Segment Open
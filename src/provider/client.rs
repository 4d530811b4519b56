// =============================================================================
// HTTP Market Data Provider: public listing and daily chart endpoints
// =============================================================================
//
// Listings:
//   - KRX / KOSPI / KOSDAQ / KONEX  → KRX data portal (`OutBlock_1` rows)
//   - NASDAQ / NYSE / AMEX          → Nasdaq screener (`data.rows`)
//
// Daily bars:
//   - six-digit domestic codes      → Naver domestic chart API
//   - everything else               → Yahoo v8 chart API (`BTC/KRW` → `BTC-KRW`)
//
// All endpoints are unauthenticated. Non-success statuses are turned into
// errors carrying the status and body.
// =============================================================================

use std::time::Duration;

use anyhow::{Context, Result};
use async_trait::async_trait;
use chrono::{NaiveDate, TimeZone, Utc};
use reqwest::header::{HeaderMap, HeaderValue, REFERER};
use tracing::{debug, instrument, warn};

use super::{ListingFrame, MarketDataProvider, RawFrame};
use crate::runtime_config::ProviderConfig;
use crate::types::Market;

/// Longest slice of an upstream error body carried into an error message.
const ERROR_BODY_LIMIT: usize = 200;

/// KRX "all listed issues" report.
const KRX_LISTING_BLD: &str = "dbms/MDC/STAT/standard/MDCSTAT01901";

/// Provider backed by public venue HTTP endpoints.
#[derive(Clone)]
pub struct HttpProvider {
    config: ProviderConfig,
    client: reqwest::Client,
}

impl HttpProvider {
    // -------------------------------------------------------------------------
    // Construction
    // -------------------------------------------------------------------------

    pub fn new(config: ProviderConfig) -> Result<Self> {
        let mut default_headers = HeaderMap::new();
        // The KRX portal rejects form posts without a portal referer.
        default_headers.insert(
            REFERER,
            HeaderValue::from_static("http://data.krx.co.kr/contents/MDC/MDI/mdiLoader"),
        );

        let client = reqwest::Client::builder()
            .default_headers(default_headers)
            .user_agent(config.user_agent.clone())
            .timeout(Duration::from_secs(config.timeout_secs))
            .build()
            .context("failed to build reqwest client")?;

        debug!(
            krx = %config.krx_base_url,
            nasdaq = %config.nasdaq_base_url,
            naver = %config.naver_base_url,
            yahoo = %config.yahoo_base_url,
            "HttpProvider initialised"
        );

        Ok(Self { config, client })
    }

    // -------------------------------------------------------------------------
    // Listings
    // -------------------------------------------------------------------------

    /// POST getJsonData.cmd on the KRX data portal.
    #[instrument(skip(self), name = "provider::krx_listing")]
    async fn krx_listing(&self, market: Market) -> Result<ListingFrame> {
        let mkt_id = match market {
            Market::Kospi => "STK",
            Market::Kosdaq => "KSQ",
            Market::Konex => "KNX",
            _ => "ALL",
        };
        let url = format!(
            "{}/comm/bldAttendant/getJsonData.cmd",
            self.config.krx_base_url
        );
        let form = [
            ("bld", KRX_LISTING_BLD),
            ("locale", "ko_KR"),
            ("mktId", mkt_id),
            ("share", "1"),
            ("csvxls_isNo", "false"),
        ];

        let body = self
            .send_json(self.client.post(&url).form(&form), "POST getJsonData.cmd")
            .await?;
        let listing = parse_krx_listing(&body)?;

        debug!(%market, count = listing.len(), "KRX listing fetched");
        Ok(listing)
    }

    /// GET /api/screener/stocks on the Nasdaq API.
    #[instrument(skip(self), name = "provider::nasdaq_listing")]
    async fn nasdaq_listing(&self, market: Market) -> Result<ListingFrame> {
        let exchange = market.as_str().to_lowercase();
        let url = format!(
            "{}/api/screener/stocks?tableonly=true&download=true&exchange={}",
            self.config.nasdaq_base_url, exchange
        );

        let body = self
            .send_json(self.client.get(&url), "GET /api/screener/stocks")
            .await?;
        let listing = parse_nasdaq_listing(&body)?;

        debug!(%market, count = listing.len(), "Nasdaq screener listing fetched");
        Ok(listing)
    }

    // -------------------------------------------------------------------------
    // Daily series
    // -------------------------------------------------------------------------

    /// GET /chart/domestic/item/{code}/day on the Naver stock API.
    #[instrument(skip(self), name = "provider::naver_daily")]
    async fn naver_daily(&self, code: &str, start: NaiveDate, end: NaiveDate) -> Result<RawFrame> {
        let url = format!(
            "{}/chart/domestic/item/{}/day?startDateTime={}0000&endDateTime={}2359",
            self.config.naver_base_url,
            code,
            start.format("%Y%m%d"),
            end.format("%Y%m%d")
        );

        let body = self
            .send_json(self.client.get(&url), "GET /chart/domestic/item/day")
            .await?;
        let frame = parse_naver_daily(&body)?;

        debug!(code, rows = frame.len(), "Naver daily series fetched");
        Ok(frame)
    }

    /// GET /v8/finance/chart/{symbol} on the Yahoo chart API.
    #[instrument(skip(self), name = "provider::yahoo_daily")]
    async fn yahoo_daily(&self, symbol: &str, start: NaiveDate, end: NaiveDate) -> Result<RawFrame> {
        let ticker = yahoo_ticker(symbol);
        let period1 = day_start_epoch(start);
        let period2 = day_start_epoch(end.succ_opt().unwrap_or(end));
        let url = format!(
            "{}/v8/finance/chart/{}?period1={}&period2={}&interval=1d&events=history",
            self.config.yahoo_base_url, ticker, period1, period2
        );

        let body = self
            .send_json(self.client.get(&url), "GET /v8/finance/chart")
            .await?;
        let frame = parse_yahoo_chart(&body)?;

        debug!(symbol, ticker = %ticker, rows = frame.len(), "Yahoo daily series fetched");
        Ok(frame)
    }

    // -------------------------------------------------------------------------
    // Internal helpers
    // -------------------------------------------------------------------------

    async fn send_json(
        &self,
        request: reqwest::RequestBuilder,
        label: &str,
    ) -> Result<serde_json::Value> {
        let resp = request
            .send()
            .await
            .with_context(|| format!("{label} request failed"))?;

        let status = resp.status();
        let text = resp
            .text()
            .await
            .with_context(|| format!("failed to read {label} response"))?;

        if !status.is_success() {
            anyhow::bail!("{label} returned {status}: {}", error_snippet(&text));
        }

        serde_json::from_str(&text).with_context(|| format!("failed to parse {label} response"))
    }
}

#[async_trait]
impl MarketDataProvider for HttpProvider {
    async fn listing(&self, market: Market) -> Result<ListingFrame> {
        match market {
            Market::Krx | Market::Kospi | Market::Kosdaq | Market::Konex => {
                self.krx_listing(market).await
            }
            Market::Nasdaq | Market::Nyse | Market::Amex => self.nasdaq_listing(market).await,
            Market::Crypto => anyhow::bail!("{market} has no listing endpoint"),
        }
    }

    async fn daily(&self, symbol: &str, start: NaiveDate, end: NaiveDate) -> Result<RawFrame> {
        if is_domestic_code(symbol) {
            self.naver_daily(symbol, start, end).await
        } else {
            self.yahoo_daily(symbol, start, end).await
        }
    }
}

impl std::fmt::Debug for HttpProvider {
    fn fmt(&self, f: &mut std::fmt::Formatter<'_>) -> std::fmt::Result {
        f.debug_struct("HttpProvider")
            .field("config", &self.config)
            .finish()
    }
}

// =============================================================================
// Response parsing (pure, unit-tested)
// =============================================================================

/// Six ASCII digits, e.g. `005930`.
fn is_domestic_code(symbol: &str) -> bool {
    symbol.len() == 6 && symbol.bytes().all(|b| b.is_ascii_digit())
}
Segment Closed
Segment Open
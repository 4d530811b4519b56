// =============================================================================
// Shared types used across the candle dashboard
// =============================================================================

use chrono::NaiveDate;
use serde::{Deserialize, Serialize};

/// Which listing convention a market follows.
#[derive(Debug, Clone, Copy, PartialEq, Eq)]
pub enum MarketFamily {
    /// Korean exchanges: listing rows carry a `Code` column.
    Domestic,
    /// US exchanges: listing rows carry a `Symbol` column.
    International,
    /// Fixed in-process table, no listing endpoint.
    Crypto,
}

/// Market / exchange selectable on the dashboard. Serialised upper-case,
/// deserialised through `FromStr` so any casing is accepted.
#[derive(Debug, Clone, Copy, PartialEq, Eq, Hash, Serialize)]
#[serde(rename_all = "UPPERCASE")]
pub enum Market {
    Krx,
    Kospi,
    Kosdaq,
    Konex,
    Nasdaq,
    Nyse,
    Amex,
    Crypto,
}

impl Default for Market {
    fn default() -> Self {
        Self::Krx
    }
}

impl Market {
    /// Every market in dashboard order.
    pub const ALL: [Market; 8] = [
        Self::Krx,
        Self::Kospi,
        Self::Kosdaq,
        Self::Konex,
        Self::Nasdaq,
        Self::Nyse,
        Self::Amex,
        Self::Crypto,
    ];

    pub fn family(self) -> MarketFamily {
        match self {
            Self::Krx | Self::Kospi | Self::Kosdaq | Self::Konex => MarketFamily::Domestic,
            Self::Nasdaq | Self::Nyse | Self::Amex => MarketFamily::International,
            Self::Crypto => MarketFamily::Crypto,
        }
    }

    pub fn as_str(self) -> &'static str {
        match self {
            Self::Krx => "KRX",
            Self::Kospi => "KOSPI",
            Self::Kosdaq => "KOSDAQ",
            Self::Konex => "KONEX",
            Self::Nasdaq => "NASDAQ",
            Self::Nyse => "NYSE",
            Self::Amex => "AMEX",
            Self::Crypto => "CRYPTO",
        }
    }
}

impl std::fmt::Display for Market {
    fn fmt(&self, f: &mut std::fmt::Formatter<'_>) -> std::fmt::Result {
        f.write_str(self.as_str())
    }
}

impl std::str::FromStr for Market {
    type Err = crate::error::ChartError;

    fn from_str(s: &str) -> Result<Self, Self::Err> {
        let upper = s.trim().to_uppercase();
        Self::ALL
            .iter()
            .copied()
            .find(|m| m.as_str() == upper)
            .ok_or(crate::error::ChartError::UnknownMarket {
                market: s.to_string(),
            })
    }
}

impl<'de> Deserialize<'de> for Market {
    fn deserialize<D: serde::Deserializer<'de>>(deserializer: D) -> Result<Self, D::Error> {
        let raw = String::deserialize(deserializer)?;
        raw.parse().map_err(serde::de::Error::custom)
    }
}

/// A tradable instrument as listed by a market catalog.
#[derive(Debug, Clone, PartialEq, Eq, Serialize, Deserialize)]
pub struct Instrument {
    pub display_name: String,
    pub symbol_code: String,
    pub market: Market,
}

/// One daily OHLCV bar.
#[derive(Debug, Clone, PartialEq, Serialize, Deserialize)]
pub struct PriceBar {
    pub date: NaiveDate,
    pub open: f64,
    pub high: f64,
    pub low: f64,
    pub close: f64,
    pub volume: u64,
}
Segment Closed
Activity
Wherever the string "public" appears in the entries, copy that line.

Response
// HTTP Market Data Provider: public listing and daily chart endpoints
/// Provider backed by public venue HTTP endpoints.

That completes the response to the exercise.